START Task data
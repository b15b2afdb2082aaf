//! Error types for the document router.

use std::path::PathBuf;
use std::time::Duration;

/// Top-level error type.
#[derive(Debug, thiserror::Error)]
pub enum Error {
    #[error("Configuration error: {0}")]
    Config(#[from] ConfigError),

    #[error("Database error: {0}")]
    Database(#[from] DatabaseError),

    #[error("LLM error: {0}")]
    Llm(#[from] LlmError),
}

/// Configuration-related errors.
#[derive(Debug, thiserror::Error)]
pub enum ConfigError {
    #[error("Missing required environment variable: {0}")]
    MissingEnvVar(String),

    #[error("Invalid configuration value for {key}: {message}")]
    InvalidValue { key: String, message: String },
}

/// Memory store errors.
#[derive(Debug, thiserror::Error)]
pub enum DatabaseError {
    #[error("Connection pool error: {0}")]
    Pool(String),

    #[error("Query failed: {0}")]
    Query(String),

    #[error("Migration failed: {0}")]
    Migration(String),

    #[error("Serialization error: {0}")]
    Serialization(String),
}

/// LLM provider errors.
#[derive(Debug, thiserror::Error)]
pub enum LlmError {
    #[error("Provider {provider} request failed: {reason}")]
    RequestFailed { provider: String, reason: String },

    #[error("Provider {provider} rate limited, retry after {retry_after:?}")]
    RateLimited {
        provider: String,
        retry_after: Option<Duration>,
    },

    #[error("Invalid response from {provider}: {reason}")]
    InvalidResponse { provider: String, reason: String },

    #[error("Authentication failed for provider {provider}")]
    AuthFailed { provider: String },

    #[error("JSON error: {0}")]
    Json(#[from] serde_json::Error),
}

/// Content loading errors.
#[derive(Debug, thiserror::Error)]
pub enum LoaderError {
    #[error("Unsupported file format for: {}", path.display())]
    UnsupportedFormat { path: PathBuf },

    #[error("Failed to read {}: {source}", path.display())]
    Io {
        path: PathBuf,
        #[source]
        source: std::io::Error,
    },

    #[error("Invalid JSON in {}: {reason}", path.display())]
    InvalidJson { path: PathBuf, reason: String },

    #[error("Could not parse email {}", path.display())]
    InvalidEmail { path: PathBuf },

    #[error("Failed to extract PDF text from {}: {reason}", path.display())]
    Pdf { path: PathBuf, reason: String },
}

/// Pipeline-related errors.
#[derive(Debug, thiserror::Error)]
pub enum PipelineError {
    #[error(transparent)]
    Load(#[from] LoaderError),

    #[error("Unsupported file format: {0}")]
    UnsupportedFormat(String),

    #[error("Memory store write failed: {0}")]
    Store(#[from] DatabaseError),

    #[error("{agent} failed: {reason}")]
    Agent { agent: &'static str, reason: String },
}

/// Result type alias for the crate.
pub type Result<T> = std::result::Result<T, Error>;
END Task data
START Task data
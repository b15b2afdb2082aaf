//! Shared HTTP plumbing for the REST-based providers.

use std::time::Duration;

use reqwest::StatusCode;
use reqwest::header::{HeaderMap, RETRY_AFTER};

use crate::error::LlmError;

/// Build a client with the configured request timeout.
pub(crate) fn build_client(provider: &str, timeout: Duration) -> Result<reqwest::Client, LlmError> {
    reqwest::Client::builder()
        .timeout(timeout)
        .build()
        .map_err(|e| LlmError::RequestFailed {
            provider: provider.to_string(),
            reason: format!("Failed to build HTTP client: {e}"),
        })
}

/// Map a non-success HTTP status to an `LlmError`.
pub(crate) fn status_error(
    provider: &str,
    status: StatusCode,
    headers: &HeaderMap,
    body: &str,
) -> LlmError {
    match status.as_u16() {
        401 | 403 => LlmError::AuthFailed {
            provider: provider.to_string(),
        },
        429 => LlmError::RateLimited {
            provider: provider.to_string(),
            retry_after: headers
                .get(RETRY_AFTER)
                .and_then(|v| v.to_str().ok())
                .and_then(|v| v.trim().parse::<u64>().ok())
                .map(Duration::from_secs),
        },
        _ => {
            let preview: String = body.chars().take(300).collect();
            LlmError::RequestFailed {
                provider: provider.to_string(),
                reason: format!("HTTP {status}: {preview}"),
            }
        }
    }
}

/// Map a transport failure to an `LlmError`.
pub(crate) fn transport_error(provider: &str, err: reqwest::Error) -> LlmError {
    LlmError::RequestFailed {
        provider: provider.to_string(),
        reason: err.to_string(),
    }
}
END Task data
START Task data
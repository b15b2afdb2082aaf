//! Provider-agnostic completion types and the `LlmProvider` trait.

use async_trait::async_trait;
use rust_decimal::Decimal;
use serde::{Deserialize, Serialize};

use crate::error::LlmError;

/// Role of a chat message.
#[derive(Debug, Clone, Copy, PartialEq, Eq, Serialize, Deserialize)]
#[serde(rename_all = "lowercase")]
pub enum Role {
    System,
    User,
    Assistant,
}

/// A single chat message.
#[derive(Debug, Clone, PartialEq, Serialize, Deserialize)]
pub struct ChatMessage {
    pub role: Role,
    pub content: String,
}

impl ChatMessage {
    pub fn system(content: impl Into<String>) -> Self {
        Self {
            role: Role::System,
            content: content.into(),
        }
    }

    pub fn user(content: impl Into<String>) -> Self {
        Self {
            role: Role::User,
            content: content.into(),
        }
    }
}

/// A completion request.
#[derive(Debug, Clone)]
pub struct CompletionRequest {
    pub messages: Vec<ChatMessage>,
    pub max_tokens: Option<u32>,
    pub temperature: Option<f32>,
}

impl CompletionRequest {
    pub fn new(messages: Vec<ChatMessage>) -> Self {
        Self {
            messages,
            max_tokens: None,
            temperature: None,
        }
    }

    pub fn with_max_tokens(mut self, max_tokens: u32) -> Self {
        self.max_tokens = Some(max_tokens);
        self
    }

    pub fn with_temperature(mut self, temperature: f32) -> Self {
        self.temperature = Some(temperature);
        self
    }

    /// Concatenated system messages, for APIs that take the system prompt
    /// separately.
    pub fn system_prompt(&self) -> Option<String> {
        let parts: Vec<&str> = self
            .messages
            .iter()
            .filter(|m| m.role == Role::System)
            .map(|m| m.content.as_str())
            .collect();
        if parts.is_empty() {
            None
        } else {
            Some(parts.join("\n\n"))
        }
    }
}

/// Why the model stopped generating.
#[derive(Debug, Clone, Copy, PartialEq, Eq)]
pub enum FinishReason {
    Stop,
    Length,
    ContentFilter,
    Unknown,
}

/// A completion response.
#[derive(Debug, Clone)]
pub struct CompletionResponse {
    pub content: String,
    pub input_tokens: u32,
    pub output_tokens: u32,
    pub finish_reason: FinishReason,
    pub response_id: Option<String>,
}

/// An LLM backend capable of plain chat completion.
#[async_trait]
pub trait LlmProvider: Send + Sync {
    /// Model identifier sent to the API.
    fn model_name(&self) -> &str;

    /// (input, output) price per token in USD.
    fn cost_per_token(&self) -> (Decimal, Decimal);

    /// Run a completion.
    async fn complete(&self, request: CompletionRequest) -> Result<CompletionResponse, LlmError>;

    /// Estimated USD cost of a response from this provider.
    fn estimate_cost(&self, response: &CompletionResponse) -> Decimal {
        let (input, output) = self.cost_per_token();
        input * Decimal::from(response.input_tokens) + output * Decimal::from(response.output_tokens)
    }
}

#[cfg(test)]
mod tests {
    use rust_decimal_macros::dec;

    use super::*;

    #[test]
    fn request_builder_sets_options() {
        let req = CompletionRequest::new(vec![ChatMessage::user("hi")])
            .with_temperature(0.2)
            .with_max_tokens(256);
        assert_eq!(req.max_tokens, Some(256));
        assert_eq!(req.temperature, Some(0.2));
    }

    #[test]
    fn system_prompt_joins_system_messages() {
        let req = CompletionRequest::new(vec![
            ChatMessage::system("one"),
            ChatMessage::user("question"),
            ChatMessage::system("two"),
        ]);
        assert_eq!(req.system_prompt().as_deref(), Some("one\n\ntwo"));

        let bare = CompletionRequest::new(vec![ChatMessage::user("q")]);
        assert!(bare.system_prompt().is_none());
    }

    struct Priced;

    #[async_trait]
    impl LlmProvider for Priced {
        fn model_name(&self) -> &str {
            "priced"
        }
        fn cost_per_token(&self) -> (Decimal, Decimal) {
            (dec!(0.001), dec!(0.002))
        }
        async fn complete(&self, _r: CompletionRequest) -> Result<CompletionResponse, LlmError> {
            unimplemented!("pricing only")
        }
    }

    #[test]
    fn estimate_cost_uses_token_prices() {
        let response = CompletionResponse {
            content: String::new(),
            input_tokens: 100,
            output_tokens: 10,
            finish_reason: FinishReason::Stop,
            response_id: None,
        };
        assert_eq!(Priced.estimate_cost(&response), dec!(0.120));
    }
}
END Task data
Find each line in the records above that contains "AuthFailed", and copy it.

    AuthFailed { provider: String },
        401 | 403 => LlmError::AuthFailed {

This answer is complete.